What role can or should nutrition and exercise play in this type of patient?

In the words of Dr. Pedro Pablo Casado Escribano, coordinator of the SEMI Working Group on Diabetes, Obesity and Nutrition (DON): “all hospitalized patients may be at risk of suffering a deterioration in their functionality during admission and, to avoid this, It is essential both proper physical conditioning and optimal nutrition. In addition, he has reiterated that, in patients with frailty already present, “this becomes even more relevant due to their greater risk of functional deterioration, but it is important to take into account that we must not only attend to these needs in frail patients, but in the group of patients hospitalized for acute pathology”.

Regarding multimorbidity in people with obesity, Dr. Casado Escribano also recalled that “obesity is a disease that is associated with high morbidity, only managing a body weight in a patient who lives with obesity would be a mistake, and as integrative doctors, internists must face the challenge of addressing the set of problems that these patients can present”.

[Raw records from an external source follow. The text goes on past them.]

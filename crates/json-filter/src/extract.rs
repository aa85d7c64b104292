//! Typed field extraction from JSON objects.
//!
//! Every kind of value has an `optional_*` and a `required_*` form:
//!
//! - `optional_*` returns `Ok(None)` when the key is absent or holds `null`.
//!   It fails with [`ParsingError::InvalidValue`] when the key holds a value
//!   of the wrong type.
//! - `required_*` additionally fails with [`ParsingError::Missing`] when there
//!   is no value.
//!
//! The `*_list` forms read an array and convert each element. A bad element
//! fails the whole list with [`ParsingError::InvalidList`].

use crate::error::ParsingError;
use serde_json::{Map, Value};
use std::path::PathBuf;

type Object = Map<String, Value>;
type ParseResult<T> = std::result::Result<T, ParsingError>;

// ---------------------------------------------------------------------------
// Element extractors
// ---------------------------------------------------------------------------

pub fn as_object(value: &Value) -> Option<&Object> {
    value.as_object()
}

pub fn as_array(value: &Value) -> Option<&Vec<Value>> {
    value.as_array()
}

pub fn as_string(value: &Value) -> Option<&str> {
    value.as_str()
}

/// Integral numbers that fit in an `i32`.
pub fn as_int(value: &Value) -> Option<i32> {
    value.as_i64().and_then(|n| i32::try_from(n).ok())
}

/// Any JSON number, or the string `"NaN"` since JSON has no NaN literal.
pub fn as_double(value: &Value) -> Option<f64> {
    value
        .as_f64()
        .or_else(|| (value.as_str() == Some("NaN")).then_some(f64::NAN))
}

/// A string that can name a filesystem path (no NUL bytes).
pub fn as_path(value: &Value) -> Option<PathBuf> {
    value
        .as_str()
        .filter(|s| !s.contains('\0'))
        .map(PathBuf::from)
}

// ---------------------------------------------------------------------------
// Generic extraction
// ---------------------------------------------------------------------------

/// Extract `key` with `extractor`. `description` names the expected type
/// in the error message.
pub fn extract_optional<'a, T>(
    json: &'a Object,
    key: &str,
    extractor: impl Fn(&'a Value) -> Option<T>,
    description: &str,
) -> ParseResult<Option<T>> {
    match json.get(key) {
        None | Some(Value::Null) => Ok(None),
        Some(value) => extractor(value)
            .map(Some)
            .ok_or_else(|| ParsingError::InvalidValue {
                key: key.to_string(),
                description: description.to_string(),
            }),
    }
}

pub fn extract_required<'a, T>(
    json: &'a Object,
    key: &str,
    extractor: impl Fn(&'a Value) -> Option<T>,
    description: &str,
) -> ParseResult<T> {
    let value = extract_optional(json, key, extractor, description)?;
    ensure_required(key, value)
}

/// Read `key` as an array and convert every element with `extractor`.
pub fn extract_optional_list<'a, T>(
    json: &'a Object,
    key: &str,
    extractor: impl Fn(&'a Value) -> Option<T>,
    description: &str,
) -> ParseResult<Option<Vec<T>>> {
    let Some(array) = optional_array(json, key)? else {
        return Ok(None);
    };
    array
        .iter()
        .map(&extractor)
        .collect::<Option<Vec<T>>>()
        .map(Some)
        .ok_or_else(|| ParsingError::InvalidList {
            key: key.to_string(),
            description: description.to_string(),
        })
}

pub fn extract_required_list<'a, T>(
    json: &'a Object,
    key: &str,
    extractor: impl Fn(&'a Value) -> Option<T>,
    description: &str,
) -> ParseResult<Vec<T>> {
    let value = extract_optional_list(json, key, extractor, description)?;
    ensure_required(key, value)
}

pub fn ensure_required<T>(key: &str, value: Option<T>) -> ParseResult<T> {
    value.ok_or_else(|| ParsingError::Missing {
        key: key.to_string(),
    })
}

// ---------------------------------------------------------------------------
// Single values
// ---------------------------------------------------------------------------

/// Any non-null value.
pub fn optional_value<'a>(json: &'a Object, key: &str) -> Option<&'a Value> {
    json.get(key).filter(|v| !v.is_null())
}

pub fn required_value<'a>(json: &'a Object, key: &str) -> ParseResult<&'a Value> {
    ensure_required(key, optional_value(json, key))
}

pub fn optional_object<'a>(json: &'a Object, key: &str) -> ParseResult<Option<&'a Object>> {
    extract_optional(json, key, as_object, "object")
}

pub fn required_object<'a>(json: &'a Object, key: &str) -> ParseResult<&'a Object> {
    extract_required(json, key, as_object, "object")
}

pub fn optional_array<'a>(json: &'a Object, key: &str) -> ParseResult<Option<&'a Vec<Value>>> {
    extract_optional(json, key, as_array, "array")
}

pub fn required_array<'a>(json: &'a Object, key: &str) -> ParseResult<&'a Vec<Value>> {
    extract_required(json, key, as_array, "array")
}

pub fn optional_string<'a>(json: &'a Object, key: &str) -> ParseResult<Option<&'a str>> {
    extract_optional(json, key, as_string, "string")
}

pub fn required_string<'a>(json: &'a Object, key: &str) -> ParseResult<&'a str> {
    extract_required(json, key, as_string, "string")
}

pub fn optional_int(json: &Object, key: &str) -> ParseResult<Option<i32>> {
    extract_optional(json, key, as_int, "integer")
}

pub fn required_int(json: &Object, key: &str) -> ParseResult<i32> {
    extract_required(json, key, as_int, "integer")
}

pub fn optional_double(json: &Object, key: &str) -> ParseResult<Option<f64>> {
    extract_optional(json, key, as_double, "double")
}

pub fn required_double(json: &Object, key: &str) -> ParseResult<f64> {
    extract_required(json, key, as_double, "double")
}

pub fn optional_path(json: &Object, key: &str) -> ParseResult<Option<PathBuf>> {
    extract_optional(json, key, as_path, "path")
}

pub fn required_path(json: &Object, key: &str) -> ParseResult<PathBuf> {
    extract_required(json, key, as_path, "path")
}

// ---------------------------------------------------------------------------
// Lists
// ---------------------------------------------------------------------------

pub fn optional_object_list<'a>(
    json: &'a Object,
    key: &str,
) -> ParseResult<Option<Vec<&'a Object>>> {
    extract_optional_list(json, key, as_object, "objects")
}

pub fn required_object_list<'a>(json: &'a Object, key: &str) -> ParseResult<Vec<&'a Object>> {
    extract_required_list(json, key, as_object, "objects")
}

pub fn optional_string_list<'a>(json: &'a Object, key: &str) -> ParseResult<Option<Vec<&'a str>>> {
    extract_optional_list(json, key, as_string, "strings")
}

pub fn required_string_list<'a>(json: &'a Object, key: &str) -> ParseResult<Vec<&'a str>> {
    extract_required_list(json, key, as_string, "strings")
}

pub fn optional_int_list(json: &Object, key: &str) -> ParseResult<Option<Vec<i32>>> {
    extract_optional_list(json, key, as_int, "integers")
}

pub fn required_int_list(json: &Object, key: &str) -> ParseResult<Vec<i32>> {
    extract_required_list(json, key, as_int, "integers")
}

pub fn optional_double_list(json: &Object, key: &str) -> ParseResult<Option<Vec<f64>>> {
    extract_optional_list(json, key, as_double, "doubles")
}

pub fn required_double_list(json: &Object, key: &str) -> ParseResult<Vec<f64>> {
    extract_required_list(json, key, as_double, "doubles")
}

/// An array of arrays of objects.
pub fn optional_object_list_of_list<'a>(
    json: &'a Object,
    key: &str,
) -> ParseResult<Option<Vec<Vec<&'a Object>>>> {
    extract_optional_list(
        json,
        key,
        |value: &'a Value| {
            value
                .as_array()?
                .iter()
                .map(as_object)
                .collect::<Option<Vec<_>>>()
        },
        "object lists",
    )
}

pub fn required_object_list_of_list<'a>(
    json: &'a Object,
    key: &str,
) -> ParseResult<Vec<Vec<&'a Object>>> {
    let lists = optional_object_list_of_list(json, key)?;
    ensure_required(key, lists)
}

// ---------------------------------------------------------------------------
// Array conversion
// ---------------------------------------------------------------------------

/// Convert every element of `array` with `extractor`.
pub fn convert_to_list<'a, T>(
    array: &'a [Value],
    extractor: impl Fn(&'a Value) -> Option<T>,
) -> ParseResult<Vec<T>> {
    array
        .iter()
        .map(extractor)
        .collect::<Option<Vec<T>>>()
        .ok_or(ParsingError::InvalidArray)
}

/// Like [`convert_to_list`], but the array must hold exactly `expected`
/// elements.
pub fn convert_to_list_exact<'a, T>(
    array: &'a [Value],
    extractor: impl Fn(&'a Value) -> Option<T>,
    expected: usize,
) -> ParseResult<Vec<T>> {
    if array.len() != expected {
        return Err(ParsingError::WrongCount {
            expected,
            found: array.len(),
        });
    }
    convert_to_list(array, extractor)
}

pub fn convert_to_object_list(array: &[Value]) -> ParseResult<Vec<&Object>> {
    convert_to_list(array, as_object)
}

In relation to the different training activities and projects of the Working Group, Dr. Casado Escribano has reiterated that “the group has remained very active during the last year, thanks to the drive of many of its members. It is worth noting the algorithm for managing hyperglycemia in hospitalized patients (which will try to respond to a wide range of patient profiles faced by Internal Medicine), the new Diabetes Management Algorithm of 2023 (updated since 2019) , the MIDIA registry (to evaluate the management of patients hospitalized in Internal Medicine with DM or stress hyperglycemia) and many other different training activities.

About 33% (between 30-35%) of patients admitted to Internal Medicine have Type 2 Diabetes, even though the reason for admission is not diabetes. In addition, it is estimated that between 30% and 40% of people with diabetes who are seen by internists are obese.